──────── Supplied material

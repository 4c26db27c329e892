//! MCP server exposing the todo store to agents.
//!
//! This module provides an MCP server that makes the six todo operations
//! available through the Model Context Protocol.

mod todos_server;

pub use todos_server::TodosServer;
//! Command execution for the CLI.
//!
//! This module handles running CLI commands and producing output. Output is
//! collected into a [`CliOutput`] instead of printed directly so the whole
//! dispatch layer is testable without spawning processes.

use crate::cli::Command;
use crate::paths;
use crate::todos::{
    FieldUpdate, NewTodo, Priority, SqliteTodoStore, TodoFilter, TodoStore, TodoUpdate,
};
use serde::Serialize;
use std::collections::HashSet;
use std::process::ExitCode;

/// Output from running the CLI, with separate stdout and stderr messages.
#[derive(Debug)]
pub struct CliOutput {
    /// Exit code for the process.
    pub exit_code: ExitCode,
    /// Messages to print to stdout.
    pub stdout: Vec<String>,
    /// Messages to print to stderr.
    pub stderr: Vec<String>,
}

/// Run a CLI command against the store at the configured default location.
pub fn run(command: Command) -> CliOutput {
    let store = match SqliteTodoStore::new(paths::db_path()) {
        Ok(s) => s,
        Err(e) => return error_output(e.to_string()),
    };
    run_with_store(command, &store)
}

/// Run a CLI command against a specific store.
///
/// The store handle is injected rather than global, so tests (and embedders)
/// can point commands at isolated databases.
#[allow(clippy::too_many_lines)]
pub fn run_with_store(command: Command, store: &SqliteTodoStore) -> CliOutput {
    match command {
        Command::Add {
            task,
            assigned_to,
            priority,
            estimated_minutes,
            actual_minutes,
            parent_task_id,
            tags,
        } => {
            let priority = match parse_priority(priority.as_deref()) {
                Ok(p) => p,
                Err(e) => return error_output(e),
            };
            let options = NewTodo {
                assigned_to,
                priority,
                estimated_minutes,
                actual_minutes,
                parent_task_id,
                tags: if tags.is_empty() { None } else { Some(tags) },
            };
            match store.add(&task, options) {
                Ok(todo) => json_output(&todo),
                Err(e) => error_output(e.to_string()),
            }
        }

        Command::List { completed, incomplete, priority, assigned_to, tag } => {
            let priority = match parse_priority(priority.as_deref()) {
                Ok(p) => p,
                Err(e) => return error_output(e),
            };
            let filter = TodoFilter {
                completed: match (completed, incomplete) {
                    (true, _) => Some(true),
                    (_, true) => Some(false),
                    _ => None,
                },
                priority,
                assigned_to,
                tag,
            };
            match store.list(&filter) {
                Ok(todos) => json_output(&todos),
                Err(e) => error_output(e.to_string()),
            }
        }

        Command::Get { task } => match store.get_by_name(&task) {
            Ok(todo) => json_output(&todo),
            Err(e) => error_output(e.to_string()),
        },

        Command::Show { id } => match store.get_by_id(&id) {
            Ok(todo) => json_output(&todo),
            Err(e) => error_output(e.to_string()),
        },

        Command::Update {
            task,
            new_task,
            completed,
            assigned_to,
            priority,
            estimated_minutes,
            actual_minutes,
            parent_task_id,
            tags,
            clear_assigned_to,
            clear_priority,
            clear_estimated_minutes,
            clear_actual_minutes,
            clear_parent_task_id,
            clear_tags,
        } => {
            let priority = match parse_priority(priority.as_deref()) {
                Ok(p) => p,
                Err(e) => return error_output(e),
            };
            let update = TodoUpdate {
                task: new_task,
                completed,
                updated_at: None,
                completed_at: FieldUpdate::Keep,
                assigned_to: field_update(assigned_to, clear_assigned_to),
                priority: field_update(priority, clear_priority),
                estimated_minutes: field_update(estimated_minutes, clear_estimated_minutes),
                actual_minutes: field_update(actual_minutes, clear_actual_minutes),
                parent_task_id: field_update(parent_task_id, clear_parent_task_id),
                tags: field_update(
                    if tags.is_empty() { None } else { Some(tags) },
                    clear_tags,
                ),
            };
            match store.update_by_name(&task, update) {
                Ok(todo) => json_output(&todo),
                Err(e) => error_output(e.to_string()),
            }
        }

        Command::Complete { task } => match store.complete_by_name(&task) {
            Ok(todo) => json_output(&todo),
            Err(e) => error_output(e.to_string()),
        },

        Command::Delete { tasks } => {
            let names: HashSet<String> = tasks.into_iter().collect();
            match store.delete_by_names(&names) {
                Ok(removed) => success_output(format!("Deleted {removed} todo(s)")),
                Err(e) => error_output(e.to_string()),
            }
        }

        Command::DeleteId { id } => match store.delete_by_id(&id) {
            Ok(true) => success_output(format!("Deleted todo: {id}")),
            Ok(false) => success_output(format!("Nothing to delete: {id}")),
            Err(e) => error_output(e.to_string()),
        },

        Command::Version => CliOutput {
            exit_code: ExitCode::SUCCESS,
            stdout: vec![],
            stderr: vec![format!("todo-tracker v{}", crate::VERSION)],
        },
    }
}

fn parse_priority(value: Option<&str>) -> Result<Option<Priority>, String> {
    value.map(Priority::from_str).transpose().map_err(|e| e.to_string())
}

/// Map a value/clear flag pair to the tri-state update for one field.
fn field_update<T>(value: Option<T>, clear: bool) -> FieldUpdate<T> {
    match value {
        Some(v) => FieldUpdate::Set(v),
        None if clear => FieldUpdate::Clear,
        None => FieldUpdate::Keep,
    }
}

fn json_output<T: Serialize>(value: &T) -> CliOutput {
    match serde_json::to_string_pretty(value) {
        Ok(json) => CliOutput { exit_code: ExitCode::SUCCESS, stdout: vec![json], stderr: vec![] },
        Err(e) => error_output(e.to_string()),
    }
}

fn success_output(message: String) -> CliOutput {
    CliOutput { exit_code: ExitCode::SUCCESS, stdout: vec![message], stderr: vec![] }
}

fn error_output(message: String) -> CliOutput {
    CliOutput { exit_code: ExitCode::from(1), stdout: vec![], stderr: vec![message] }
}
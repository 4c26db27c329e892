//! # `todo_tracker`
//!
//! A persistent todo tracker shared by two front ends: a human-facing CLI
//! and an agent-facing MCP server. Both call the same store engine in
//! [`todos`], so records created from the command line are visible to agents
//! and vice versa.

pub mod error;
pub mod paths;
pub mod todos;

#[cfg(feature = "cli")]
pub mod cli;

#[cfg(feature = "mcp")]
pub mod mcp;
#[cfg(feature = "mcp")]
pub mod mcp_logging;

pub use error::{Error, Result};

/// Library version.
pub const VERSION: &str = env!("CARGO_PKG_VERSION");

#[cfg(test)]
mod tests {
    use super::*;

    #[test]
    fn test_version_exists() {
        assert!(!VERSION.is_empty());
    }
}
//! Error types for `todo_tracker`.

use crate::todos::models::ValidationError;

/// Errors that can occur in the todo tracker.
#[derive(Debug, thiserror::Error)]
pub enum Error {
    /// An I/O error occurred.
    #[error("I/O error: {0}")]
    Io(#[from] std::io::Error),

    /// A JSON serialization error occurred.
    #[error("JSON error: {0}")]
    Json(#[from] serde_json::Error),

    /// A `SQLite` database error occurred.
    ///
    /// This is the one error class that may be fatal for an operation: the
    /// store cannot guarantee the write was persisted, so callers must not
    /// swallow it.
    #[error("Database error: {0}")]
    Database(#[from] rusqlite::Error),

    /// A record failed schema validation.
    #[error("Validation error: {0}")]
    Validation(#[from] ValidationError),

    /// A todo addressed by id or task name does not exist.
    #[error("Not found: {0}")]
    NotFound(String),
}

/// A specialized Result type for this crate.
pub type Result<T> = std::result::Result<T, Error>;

────────────────
──────── Supplied material

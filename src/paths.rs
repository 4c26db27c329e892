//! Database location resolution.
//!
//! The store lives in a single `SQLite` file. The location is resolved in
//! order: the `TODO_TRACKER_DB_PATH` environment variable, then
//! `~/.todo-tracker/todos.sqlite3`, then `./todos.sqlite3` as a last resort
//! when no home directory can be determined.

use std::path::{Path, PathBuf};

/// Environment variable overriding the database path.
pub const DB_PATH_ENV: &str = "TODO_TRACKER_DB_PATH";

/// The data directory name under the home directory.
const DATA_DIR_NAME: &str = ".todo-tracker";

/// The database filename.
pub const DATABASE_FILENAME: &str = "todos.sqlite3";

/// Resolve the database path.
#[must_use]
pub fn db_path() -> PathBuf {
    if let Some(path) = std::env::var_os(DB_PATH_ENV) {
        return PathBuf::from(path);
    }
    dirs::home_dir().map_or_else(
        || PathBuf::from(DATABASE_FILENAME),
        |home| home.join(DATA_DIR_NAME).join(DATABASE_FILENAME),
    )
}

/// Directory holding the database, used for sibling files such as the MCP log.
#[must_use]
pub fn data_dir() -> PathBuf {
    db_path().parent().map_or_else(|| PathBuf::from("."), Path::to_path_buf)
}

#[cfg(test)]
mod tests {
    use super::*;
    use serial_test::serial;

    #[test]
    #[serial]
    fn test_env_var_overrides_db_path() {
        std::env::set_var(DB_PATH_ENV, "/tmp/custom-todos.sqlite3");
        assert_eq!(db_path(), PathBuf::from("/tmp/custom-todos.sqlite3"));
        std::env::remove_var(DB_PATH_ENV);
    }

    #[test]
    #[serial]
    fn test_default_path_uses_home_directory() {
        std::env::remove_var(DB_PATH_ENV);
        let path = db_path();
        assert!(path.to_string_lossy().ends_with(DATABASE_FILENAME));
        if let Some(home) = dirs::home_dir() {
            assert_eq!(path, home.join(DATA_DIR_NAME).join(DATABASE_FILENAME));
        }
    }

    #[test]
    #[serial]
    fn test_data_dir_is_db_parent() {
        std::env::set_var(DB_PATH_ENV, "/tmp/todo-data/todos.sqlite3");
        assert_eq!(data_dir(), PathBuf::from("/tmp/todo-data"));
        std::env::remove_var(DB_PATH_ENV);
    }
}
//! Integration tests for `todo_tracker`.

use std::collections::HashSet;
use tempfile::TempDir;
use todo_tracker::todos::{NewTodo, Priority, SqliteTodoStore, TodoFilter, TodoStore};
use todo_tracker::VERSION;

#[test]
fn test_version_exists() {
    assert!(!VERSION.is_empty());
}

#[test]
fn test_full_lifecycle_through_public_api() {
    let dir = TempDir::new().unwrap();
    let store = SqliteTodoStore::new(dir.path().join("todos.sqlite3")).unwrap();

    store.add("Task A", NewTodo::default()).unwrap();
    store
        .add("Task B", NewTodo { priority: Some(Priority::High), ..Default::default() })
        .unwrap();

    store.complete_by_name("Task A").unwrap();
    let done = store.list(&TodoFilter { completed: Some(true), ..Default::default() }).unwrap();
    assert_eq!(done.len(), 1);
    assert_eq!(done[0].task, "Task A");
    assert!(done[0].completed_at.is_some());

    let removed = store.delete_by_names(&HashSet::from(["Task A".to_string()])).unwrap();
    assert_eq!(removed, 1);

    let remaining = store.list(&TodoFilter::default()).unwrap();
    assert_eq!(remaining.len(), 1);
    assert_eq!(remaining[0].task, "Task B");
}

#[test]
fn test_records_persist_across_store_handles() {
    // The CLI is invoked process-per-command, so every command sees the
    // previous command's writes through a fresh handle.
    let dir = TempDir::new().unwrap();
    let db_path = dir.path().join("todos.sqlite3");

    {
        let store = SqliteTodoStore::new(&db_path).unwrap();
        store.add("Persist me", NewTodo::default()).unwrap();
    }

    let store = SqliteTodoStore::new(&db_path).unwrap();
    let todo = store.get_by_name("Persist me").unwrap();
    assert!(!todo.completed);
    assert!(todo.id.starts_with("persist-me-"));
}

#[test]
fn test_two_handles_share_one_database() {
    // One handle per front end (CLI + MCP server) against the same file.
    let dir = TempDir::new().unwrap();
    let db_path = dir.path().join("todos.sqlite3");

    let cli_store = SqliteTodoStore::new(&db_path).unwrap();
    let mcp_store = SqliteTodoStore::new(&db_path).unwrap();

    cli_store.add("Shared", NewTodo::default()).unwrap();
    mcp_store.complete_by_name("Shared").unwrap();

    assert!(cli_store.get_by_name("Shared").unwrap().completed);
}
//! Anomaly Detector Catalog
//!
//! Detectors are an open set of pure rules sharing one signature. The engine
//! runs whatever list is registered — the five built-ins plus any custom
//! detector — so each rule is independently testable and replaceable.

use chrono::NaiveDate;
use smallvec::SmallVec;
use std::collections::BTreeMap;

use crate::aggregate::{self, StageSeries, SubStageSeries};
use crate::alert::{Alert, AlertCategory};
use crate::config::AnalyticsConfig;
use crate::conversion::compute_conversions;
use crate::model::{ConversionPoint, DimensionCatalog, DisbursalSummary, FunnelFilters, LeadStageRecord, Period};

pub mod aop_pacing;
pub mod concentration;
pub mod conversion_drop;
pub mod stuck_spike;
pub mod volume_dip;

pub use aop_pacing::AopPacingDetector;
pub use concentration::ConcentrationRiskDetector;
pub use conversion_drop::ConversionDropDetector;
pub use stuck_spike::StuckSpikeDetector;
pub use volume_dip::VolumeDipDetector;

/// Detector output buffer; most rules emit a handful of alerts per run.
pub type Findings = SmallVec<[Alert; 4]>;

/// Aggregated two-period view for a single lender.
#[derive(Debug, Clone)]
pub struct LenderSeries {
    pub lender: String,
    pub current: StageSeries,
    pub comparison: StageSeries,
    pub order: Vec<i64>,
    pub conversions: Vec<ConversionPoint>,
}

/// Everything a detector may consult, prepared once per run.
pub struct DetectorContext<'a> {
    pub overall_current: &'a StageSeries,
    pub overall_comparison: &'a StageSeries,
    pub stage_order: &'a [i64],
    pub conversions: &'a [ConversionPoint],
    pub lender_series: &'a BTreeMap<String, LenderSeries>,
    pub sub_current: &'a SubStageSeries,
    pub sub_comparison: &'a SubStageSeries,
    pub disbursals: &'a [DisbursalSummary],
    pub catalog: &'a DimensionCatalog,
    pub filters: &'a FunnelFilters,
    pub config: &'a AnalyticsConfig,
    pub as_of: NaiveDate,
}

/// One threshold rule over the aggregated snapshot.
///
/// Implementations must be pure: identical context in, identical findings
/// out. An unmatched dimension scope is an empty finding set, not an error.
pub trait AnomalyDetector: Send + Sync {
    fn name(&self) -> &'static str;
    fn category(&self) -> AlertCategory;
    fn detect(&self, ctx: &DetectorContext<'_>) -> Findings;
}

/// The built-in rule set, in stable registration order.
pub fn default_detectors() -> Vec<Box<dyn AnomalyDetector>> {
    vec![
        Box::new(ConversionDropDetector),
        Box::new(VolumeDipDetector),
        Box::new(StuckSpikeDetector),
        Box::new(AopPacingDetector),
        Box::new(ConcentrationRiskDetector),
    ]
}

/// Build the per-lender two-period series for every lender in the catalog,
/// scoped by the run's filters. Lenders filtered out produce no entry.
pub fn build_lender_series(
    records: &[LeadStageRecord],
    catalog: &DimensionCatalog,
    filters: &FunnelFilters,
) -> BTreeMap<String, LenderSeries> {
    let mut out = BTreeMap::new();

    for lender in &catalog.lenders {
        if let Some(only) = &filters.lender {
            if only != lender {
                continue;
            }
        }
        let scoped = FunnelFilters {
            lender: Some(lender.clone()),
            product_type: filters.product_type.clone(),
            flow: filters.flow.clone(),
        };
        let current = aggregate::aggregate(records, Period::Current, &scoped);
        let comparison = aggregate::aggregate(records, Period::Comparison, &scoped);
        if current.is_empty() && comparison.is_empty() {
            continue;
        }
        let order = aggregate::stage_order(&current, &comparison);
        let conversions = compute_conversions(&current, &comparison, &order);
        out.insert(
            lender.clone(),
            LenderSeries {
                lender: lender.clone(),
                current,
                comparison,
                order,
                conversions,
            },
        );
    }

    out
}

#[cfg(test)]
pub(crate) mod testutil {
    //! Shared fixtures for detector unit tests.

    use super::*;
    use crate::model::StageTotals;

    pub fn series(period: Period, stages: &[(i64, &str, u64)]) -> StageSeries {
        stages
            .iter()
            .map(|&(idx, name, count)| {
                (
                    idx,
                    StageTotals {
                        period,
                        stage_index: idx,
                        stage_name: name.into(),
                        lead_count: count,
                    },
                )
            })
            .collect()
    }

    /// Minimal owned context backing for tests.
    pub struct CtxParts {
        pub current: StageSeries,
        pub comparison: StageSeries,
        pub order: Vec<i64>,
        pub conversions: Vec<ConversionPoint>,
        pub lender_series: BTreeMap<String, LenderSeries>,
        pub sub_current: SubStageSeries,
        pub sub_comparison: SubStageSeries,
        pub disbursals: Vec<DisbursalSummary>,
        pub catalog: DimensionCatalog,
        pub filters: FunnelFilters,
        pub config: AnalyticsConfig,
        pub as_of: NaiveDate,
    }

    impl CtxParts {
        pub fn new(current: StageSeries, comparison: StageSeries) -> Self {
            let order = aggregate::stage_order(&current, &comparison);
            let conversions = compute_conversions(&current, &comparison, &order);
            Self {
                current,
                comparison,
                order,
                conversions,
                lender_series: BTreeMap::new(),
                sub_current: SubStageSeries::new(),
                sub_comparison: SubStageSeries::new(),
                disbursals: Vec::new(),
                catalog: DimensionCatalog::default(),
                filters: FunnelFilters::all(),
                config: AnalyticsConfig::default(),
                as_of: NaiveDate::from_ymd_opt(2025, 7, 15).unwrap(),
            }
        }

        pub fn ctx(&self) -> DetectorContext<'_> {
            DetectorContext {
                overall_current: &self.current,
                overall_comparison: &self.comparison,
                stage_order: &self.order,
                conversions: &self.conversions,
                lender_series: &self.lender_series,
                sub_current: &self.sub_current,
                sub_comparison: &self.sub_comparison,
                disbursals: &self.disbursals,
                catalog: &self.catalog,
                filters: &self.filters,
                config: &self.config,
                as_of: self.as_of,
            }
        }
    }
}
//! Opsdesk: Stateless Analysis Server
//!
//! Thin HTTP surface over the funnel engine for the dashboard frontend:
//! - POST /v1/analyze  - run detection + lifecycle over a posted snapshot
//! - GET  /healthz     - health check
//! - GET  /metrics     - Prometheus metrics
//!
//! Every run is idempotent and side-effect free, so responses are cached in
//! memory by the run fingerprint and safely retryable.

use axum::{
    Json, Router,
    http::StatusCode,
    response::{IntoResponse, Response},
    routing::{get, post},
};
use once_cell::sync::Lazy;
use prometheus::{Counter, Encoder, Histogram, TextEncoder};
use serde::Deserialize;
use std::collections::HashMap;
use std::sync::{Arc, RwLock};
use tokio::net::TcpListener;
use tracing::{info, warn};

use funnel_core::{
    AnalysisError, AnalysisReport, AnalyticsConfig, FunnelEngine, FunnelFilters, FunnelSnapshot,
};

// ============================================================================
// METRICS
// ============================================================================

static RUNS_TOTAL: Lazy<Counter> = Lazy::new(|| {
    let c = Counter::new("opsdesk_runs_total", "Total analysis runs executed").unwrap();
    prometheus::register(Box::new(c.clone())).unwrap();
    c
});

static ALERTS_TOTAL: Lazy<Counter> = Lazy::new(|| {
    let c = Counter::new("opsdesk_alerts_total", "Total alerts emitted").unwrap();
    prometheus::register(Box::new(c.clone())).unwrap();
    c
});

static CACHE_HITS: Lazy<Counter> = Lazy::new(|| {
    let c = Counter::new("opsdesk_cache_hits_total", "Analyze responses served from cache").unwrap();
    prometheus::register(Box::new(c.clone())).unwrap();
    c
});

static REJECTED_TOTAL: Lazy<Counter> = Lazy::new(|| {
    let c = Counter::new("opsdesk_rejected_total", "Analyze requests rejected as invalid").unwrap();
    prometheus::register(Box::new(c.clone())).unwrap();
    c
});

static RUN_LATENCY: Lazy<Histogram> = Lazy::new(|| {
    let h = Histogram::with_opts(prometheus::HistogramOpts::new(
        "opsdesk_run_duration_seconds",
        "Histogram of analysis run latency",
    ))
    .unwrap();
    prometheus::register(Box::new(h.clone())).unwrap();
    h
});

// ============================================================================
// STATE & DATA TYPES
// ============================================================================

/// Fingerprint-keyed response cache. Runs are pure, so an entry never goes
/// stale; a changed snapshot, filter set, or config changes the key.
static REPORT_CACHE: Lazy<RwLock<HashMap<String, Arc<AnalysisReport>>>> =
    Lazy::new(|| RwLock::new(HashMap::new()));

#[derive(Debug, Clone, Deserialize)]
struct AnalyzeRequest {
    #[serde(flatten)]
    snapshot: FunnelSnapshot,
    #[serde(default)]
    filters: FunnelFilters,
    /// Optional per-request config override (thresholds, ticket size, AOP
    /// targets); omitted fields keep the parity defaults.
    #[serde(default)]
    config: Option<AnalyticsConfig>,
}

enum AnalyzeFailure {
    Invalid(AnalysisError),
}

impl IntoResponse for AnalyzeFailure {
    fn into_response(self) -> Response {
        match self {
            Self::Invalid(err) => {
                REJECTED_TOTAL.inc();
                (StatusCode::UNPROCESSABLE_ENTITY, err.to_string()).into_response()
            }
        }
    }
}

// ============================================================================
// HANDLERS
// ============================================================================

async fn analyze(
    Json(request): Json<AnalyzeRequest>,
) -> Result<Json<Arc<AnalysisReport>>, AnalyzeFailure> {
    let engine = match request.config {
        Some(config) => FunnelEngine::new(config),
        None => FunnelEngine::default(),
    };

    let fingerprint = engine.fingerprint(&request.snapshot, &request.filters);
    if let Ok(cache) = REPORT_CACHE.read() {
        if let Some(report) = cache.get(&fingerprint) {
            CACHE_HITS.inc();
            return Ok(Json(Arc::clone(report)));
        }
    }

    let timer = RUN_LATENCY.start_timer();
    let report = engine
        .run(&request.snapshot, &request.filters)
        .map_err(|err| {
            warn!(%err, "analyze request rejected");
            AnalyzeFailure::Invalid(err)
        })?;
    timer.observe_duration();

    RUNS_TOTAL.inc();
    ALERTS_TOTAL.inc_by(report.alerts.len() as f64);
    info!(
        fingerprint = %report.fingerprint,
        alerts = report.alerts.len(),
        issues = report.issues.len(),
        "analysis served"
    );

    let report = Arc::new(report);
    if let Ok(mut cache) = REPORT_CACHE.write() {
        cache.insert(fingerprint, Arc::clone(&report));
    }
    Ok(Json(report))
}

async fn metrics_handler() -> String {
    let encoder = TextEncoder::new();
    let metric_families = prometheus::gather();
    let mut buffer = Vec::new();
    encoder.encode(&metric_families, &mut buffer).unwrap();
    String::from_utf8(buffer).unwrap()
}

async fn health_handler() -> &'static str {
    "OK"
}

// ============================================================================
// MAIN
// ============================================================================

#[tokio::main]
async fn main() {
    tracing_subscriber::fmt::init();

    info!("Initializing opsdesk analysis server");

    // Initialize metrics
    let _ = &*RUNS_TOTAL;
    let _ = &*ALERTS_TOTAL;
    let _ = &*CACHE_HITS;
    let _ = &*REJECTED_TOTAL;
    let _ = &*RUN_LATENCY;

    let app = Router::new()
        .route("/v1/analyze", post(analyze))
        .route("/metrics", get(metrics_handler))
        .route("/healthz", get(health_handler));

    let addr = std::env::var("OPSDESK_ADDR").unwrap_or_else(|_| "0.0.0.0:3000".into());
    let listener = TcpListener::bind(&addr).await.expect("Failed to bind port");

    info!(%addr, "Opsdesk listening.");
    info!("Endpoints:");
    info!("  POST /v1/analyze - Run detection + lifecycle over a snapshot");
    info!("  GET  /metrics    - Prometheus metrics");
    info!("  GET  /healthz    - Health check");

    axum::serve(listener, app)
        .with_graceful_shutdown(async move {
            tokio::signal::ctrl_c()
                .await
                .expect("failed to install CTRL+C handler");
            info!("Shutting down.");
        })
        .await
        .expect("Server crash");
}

────────────────
──────── Supplied material

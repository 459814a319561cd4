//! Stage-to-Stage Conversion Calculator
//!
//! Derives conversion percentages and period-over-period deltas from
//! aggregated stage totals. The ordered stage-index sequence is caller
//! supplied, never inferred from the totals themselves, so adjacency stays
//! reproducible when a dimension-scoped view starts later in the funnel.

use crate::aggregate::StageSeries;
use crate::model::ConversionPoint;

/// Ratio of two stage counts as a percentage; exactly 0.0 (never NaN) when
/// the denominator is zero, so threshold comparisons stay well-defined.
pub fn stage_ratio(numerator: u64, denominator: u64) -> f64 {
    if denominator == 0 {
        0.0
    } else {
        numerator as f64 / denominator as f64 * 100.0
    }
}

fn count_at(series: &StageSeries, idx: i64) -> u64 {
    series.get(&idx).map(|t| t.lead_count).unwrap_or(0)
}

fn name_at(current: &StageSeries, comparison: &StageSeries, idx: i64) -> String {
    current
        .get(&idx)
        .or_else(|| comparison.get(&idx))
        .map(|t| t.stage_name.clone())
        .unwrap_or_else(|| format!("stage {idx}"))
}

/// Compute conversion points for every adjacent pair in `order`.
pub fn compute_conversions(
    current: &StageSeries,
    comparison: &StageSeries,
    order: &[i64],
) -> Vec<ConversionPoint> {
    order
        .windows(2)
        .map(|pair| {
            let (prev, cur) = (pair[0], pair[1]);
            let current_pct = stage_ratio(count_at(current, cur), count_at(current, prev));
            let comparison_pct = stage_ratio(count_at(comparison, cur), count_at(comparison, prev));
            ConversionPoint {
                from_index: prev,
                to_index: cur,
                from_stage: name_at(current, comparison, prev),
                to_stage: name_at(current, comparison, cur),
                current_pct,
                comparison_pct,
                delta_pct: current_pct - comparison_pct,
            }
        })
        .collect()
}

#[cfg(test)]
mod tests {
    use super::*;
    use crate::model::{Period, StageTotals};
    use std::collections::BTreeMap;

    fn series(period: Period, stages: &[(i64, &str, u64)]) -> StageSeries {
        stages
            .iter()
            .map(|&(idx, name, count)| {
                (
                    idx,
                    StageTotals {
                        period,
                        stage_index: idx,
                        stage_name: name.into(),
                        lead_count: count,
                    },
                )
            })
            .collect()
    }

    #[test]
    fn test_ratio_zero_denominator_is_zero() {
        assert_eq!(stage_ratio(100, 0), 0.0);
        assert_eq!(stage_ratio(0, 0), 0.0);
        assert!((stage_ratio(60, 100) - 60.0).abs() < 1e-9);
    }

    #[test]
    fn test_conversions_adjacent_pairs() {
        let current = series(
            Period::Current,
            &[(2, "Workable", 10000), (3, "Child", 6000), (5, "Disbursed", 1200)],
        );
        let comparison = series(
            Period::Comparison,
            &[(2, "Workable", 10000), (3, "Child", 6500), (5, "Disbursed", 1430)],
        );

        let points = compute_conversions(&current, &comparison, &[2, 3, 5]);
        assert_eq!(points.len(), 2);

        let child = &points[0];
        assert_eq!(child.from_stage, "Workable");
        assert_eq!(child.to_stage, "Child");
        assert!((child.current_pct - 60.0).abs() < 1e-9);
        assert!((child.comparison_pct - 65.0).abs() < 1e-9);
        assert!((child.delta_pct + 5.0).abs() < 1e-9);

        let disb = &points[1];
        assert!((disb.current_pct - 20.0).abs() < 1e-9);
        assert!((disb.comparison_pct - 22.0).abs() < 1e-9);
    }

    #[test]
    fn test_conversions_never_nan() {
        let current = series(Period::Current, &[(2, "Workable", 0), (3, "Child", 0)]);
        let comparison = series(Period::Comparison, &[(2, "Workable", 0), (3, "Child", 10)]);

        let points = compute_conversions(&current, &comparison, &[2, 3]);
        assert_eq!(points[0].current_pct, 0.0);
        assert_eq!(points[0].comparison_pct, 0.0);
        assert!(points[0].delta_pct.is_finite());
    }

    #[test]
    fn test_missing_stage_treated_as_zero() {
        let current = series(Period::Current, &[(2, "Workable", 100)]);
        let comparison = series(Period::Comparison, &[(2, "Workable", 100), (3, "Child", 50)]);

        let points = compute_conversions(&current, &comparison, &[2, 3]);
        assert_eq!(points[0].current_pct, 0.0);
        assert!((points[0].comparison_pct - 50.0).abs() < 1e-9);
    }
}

────────────────

The task >> Search the entries above for the string "ConversionPoint". Copy each line in which it appears.

Reply to the exercise >>
use crate::model::{ConversionPoint, DimensionCatalog, DisbursalSummary, FunnelFilters, LeadStageRecord, Period};
    pub conversions: Vec<ConversionPoint>,
    pub conversions: &'a [ConversionPoint],
        pub conversions: Vec<ConversionPoint>,
use crate::model::ConversionPoint;
) -> Vec<ConversionPoint> {
            ConversionPoint {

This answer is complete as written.